Rumex kerneri

Scientific classification
- Kingdom: Plantae
- Clade: Tracheophytes
- Clade: Angiosperms
- Clade: Eudicots
- Order: Caryophyllales
- Family: Polygonaceae
- Genus: Rumex
- Species: R. kerneri
- Binomial name: Rumex kerneri Borbás

= Rumex kerneri =

- Genus: Rumex
- Species: kerneri
- Authority: Borbás

Species of flowering plant

Rumex kerneri is a species of flowering plant in the knotweed family known by the common name Kerner's dock. It is native to Europe. It has also been observed in California as an introduced species and roadside weed. It is a perennial herb producing a slender, erect stem from a thick taproot, approaching 1.5 meters in maximum height. The lance-shaped leaves can be up to 25 centimeters long and have smooth, wavy, or wrinkly edges.
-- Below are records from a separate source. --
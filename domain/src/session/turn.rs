//! Per-turn conversation state machine.
//!
//! ```text
//! Idle ──begin──▶ AwaitingAssistantReply ──assistant(no calls)──▶ Terminal ──idle──▶ Idle
//!                   ▲          │
//!                   │   assistant(calls)
//!                   │          ▼
//!                   └── DispatchingTools (results sent)
//! ```
//!
//! A turn with no tool calls goes straight from `AwaitingAssistantReply`
//! to `Terminal`. The backend may emit more assistant messages after a
//! terminal one (e.g. a follow-up remark); these keep the turn terminal or
//! reopen dispatching if they request tools.

use crate::core::error::DomainError;

#[derive(Debug, Clone, Copy, PartialEq, Eq, Default)]
pub enum TurnPhase {
    #[default]
    Idle,
    AwaitingAssistantReply,
    DispatchingTools,
    Terminal,
}

impl TurnPhase {
    pub fn as_str(&self) -> &str {
        match self {
            TurnPhase::Idle => "idle",
            TurnPhase::AwaitingAssistantReply => "awaiting_assistant_reply",
            TurnPhase::DispatchingTools => "dispatching_tools",
            TurnPhase::Terminal => "terminal",
        }
    }

    fn invalid(self, event: &'static str) -> DomainError {
        DomainError::InvalidTurnTransition {
            from: self.as_str().to_string(),
            event,
        }
    }

    /// A prompt was transmitted.
    ///
    /// Sending while a turn is in flight is allowed: the backend queues the
    /// prompt, so the phase is left unchanged.
    pub fn begin(self) -> TurnPhase {
        match self {
            TurnPhase::Idle | TurnPhase::Terminal => TurnPhase::AwaitingAssistantReply,
            other => other,
        }
    }

    /// An assistant message arrived carrying `tool_calls` requests.
    pub fn on_assistant_message(self, tool_calls: usize) -> Result<TurnPhase, DomainError> {
        match self {
            TurnPhase::DispatchingTools => Err(self.invalid("assistant.message")),
            // A backend-initiated turn (e.g. right after resume) starts here too.
            TurnPhase::Idle | TurnPhase::AwaitingAssistantReply | TurnPhase::Terminal => {
                if tool_calls > 0 {
                    Ok(TurnPhase::DispatchingTools)
                } else {
                    Ok(TurnPhase::Terminal)
                }
            }
        }
    }

    /// Every result of the current tool batch has been written.
    pub fn on_tool_results_sent(self) -> Result<TurnPhase, DomainError> {
        match self {
            TurnPhase::DispatchingTools => Ok(TurnPhase::AwaitingAssistantReply),
            _ => Err(self.invalid("tool results sent")),
        }
    }

    /// The backend reported the turn finished (`session.idle`).
    pub fn on_idle(self) -> Result<TurnPhase, DomainError> {
        match self {
            TurnPhase::AwaitingAssistantReply | TurnPhase::Terminal => Ok(TurnPhase::Idle),
            _ => Err(self.invalid("session.idle")),
        }
    }

    pub fn is_idle(&self) -> bool {
        matches!(self, TurnPhase::Idle)
    }
}

impl std::fmt::Display for TurnPhase {
    fn fmt(&self, f: &mut std::fmt::Formatter<'_>) -> std::fmt::Result {
        write!(f, "{}", self.as_str())
    }
}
The inflorescence is an interrupted series of clusters of flowers, with 15 or 20 in each cluster, each flower hanging from a pedicel. The flower has usually six tepals, the inner three of which are largest, about 6 millimeters long, edged with tiny teeth and bearing rounded tubercles in the centers.

This species is sometimes treated as a subspecies of Rumex crispus.